Task details: Determine which lines of the records include the word "existing", and copy them.

Information supplied section start

//! # Operation Registry
//!
//! Holds at most one pending operation per category.
//!
//! ## Slot Discipline
//! ```text
//! ┌─────────────────────────────────────────────────────────────────────────┐
//! │                                                                         │
//! │   begin_*(op) ──► slot free?  ──yes──► occupy (id published) ──► Ok     │
//! │                       │                                                 │
//! │                       no ──► Err(existing)   caller joins it            │
//! │                                                                         │
//! │   op finishes ──► release_*(id) ──► id matches? ──► slot free           │
//! │                                      (stale ids are ignored)            │
//! │                                                                         │
//! │   is_pending / is_busy ──► one atomic load, never waits on a lock       │
//! └─────────────────────────────────────────────────────────────────────────┘
//! ```
//!
//! Claims and releases take a short lock on the slot's handle cell; readers
//! that only need to know whether a category is busy look at the occupant
//! word alone.

use std::fmt;
use std::sync::atomic::{AtomicU64, Ordering};
use std::sync::{Arc, Mutex, MutexGuard, PoisonError};

use serde::{Deserialize, Serialize};
use tracing::{debug, trace};

use iap_core::{Operation, StoreFetchError};

use crate::transaction::TransactionProcessor;

/// Operation returned by `StoreService::initialize`.
pub type InitializeOperation = Operation<(), StoreFetchError>;

/// Operation returned by `StoreService::fetch`.
pub type FetchOperation = Operation<(), StoreFetchError>;

/// Kinds of operations that are mutually exclusive with themselves.
#[derive(Debug, Clone, Copy, PartialEq, Eq, Hash, Serialize, Deserialize)]
#[serde(rename_all = "snake_case")]
pub enum OperationCategory {
    Initialize,
    Fetch,
    Purchase,
}

impl OperationCategory {
    pub const ALL: [OperationCategory; 3] = [
        OperationCategory::Initialize,
        OperationCategory::Fetch,
        OperationCategory::Purchase,
    ];
}

impl fmt::Display for OperationCategory {
    fn fmt(&self, f: &mut fmt::Formatter<'_>) -> fmt::Result {
        match self {
            OperationCategory::Initialize => write!(f, "initialize"),
            OperationCategory::Fetch => write!(f, "fetch"),
            OperationCategory::Purchase => write!(f, "purchase"),
        }
    }
}

// =============================================================================
// Slot
// =============================================================================

const FREE: u64 = 0;

/// One category's pending operation.
struct Slot<H> {
    /// Id of the occupant, or `FREE`. Operation ids start at 1.
    occupant: AtomicU64,
    handle: Mutex<Option<H>>,
}

impl<H: Clone> Slot<H> {
    fn new() -> Self {
        Slot {
            occupant: AtomicU64::new(FREE),
            handle: Mutex::new(None),
        }
    }

    fn begin(&self, id: u64, handle: H) -> Result<(), H> {
        let mut cell = lock(&self.handle);
        if let Some(existing) = cell.as_ref() {
            return Err(existing.clone());
        }
        *cell = Some(handle);
        self.occupant.store(id, Ordering::Release);
        Ok(())
    }

    fn is_occupied(&self) -> bool {
        self.occupant.load(Ordering::Acquire) != FREE
    }

    fn current(&self) -> Option<H> {
        if !self.is_occupied() {
            return None;
        }
        lock(&self.handle).clone()
    }

    fn release(&self, id: u64) -> bool {
        let mut cell = lock(&self.handle);
        if self.occupant.load(Ordering::Acquire) != id {
            return false;
        }
        self.occupant.store(FREE, Ordering::Release);
        cell.take();
        true
    }

    fn take(&self) -> Option<H> {
        let mut cell = lock(&self.handle);
        self.occupant.store(FREE, Ordering::Release);
        cell.take()
    }
}

fn lock<T>(mutex: &Mutex<T>) -> MutexGuard<'_, T> {
    mutex.lock().unwrap_or_else(PoisonError::into_inner)
}

// =============================================================================
// Registry
// =============================================================================

/// Everything a disposal has to force-fail.
pub(crate) struct Drained {
    pub initialize: Option<InitializeOperation>,
    pub fetch: Option<FetchOperation>,
    pub purchase: Option<Arc<TransactionProcessor>>,
}

/// At most one pending Initialize, Fetch and Purchase.
pub struct OperationRegistry {
    initialize: Slot<InitializeOperation>,
    fetch: Slot<FetchOperation>,
    purchase: Slot<Arc<TransactionProcessor>>,
}

impl Default for OperationRegistry {
    fn default() -> Self {
        Self::new()
    }
}

impl OperationRegistry {
    pub fn new() -> Self {
        OperationRegistry {
            initialize: Slot::new(),
            fetch: Slot::new(),
            purchase: Slot::new(),
        }
    }

    // =========================================================================
    // Begin
    // =========================================================================

    /// Claims the Initialize slot, or returns the operation already in it.
    pub fn begin_initialize(&self, op: InitializeOperation) -> Result<(), InitializeOperation> {
        let id = op.id();
        self.initialize.begin(id, op)?;
        trace!(op_id = id, category = %OperationCategory::Initialize, "Slot claimed");
        Ok(())
    }

    /// Claims the Fetch slot, or returns the operation already in it.
    pub fn begin_fetch(&self, op: FetchOperation) -> Result<(), FetchOperation> {
        let id = op.id();
        self.fetch.begin(id, op)?;
        trace!(op_id = id, category = %OperationCategory::Fetch, "Slot claimed");
        Ok(())
    }

    /// Claims the Purchase slot, or returns the processor already in it.
    pub fn begin_purchase(
        &self,
        processor: Arc<TransactionProcessor>,
    ) -> Result<(), Arc<TransactionProcessor>> {
        let id = processor.operation().id();
        let product_id = processor.product_id().to_string();
        self.purchase.begin(id, processor)?;
        trace!(op_id = id, %product_id, category = %OperationCategory::Purchase, "Slot claimed");
        Ok(())
    }

    // =========================================================================
    // Release
    // =========================================================================

    /// Frees the Initialize slot if `op_id` still occupies it.
    pub fn release_initialize(&self, op_id: u64) -> bool {
        self.log_release(OperationCategory::Initialize, op_id, self.initialize.release(op_id))
    }

    /// Frees the Fetch slot if `op_id` still occupies it.
    pub fn release_fetch(&self, op_id: u64) -> bool {
        self.log_release(OperationCategory::Fetch, op_id, self.fetch.release(op_id))
    }

    /// Frees the Purchase slot if `op_id` still occupies it.
    pub fn release_purchase(&self, op_id: u64) -> bool {
        self.log_release(OperationCategory::Purchase, op_id, self.purchase.release(op_id))
    }

    fn log_release(&self, category: OperationCategory, op_id: u64, released: bool) -> bool {
        if released {
            trace!(op_id, %category, "Slot released");
        } else {
            debug!(op_id, %category, "Ignoring release of an operation that does not hold the slot");
        }
        released
    }

    /// Empties every slot and hands back what was in them.
    pub(crate) fn drain(&self) -> Drained {
        Drained {
            initialize: self.initialize.take(),
            fetch: self.fetch.take(),
            purchase: self.purchase.take(),
        }
    }

    // =========================================================================
    // Queries
    // =========================================================================

    pub fn pending_initialize(&self) -> Option<InitializeOperation> {
        self.initialize.current()
    }

    pub fn pending_fetch(&self) -> Option<FetchOperation> {
        self.fetch.current()
    }

    /// The processor of the purchase in flight, if any.
    pub fn active_processor(&self) -> Option<Arc<TransactionProcessor>> {
        self.purchase.current()
    }

    /// Returns true if an operation of `category` is pending.
    pub fn is_pending(&self, category: OperationCategory) -> bool {
        match category {
            OperationCategory::Initialize => self.initialize.is_occupied(),
            OperationCategory::Fetch => self.fetch.is_occupied(),
            OperationCategory::Purchase => self.purchase.is_occupied(),
        }
    }

    /// Returns true if any category is pending.
    pub fn is_busy(&self) -> bool {
        OperationCategory::ALL
            .iter()
            .any(|category| self.is_pending(*category))
    }
}

impl fmt::Debug for OperationRegistry {
    fn fmt(&self, f: &mut fmt::Formatter<'_>) -> fmt::Result {
        f.debug_struct("OperationRegistry")
            .field("initialize", &self.initialize.occupant.load(Ordering::Relaxed))
            .field("fetch", &self.fetch.occupant.load(Ordering::Relaxed))
            .field("purchase", &self.purchase.occupant.load(Ordering::Relaxed))
            .finish()
    }
}
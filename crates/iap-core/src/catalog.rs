//! # Product Catalog
//!
//! Read-only view of the products the platform reported, keyed by
//! application product id.
//!
//! The store replaces its catalog snapshot after initialization and merges
//! fetched products into a new snapshot; a snapshot itself never changes.

use std::collections::HashMap;

use serde::{Deserialize, Serialize};

use crate::types::Product;

/// Products indexed by application product id.
#[derive(Debug, Clone, Default, PartialEq, Eq, Serialize, Deserialize)]
pub struct ProductCatalog {
    products: HashMap<String, Product>,
}

impl ProductCatalog {
    /// Creates an empty catalog.
    pub fn new() -> Self {
        Self::default()
    }

    /// Looks up a product.
    pub fn get(&self, product_id: &str) -> Option<&Product> {
        self.products.get(product_id)
    }

    /// Looks up a product that can be bought right now.
    ///
    /// `None` covers both "unknown id" and "known but not purchasable".
    pub fn purchasable(&self, product_id: &str) -> Option<&Product> {
        self.get(product_id)
            .filter(|product| product.available_to_purchase)
    }

    /// Returns a new catalog with `products` added or replaced.
    pub fn merged(&self, products: impl IntoIterator<Item = Product>) -> Self {
        let mut merged = self.clone();
        merged.extend(products);
        merged
    }

    pub fn contains(&self, product_id: &str) -> bool {
        self.products.contains_key(product_id)
    }

    pub fn len(&self) -> usize {
        self.products.len()
    }

    pub fn is_empty(&self) -> bool {
        self.products.is_empty()
    }

    pub fn iter(&self) -> impl Iterator<Item = &Product> {
        self.products.values()
    }
}

impl Extend<Product> for ProductCatalog {
    fn extend<I: IntoIterator<Item = Product>>(&mut self, products: I) {
        for product in products {
            self.products.insert(product.id().to_string(), product);
        }
    }
}

impl FromIterator<Product> for ProductCatalog {
    fn from_iter<I: IntoIterator<Item = Product>>(products: I) -> Self {
        let mut catalog = ProductCatalog::new();
        catalog.extend(products);
        catalog
    }
}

Information supplied section end

Written solution:
//! │                       no ──► Err(existing)   caller joins it            │
        if let Some(existing) = cell.as_ref() {
            return Err(existing.clone());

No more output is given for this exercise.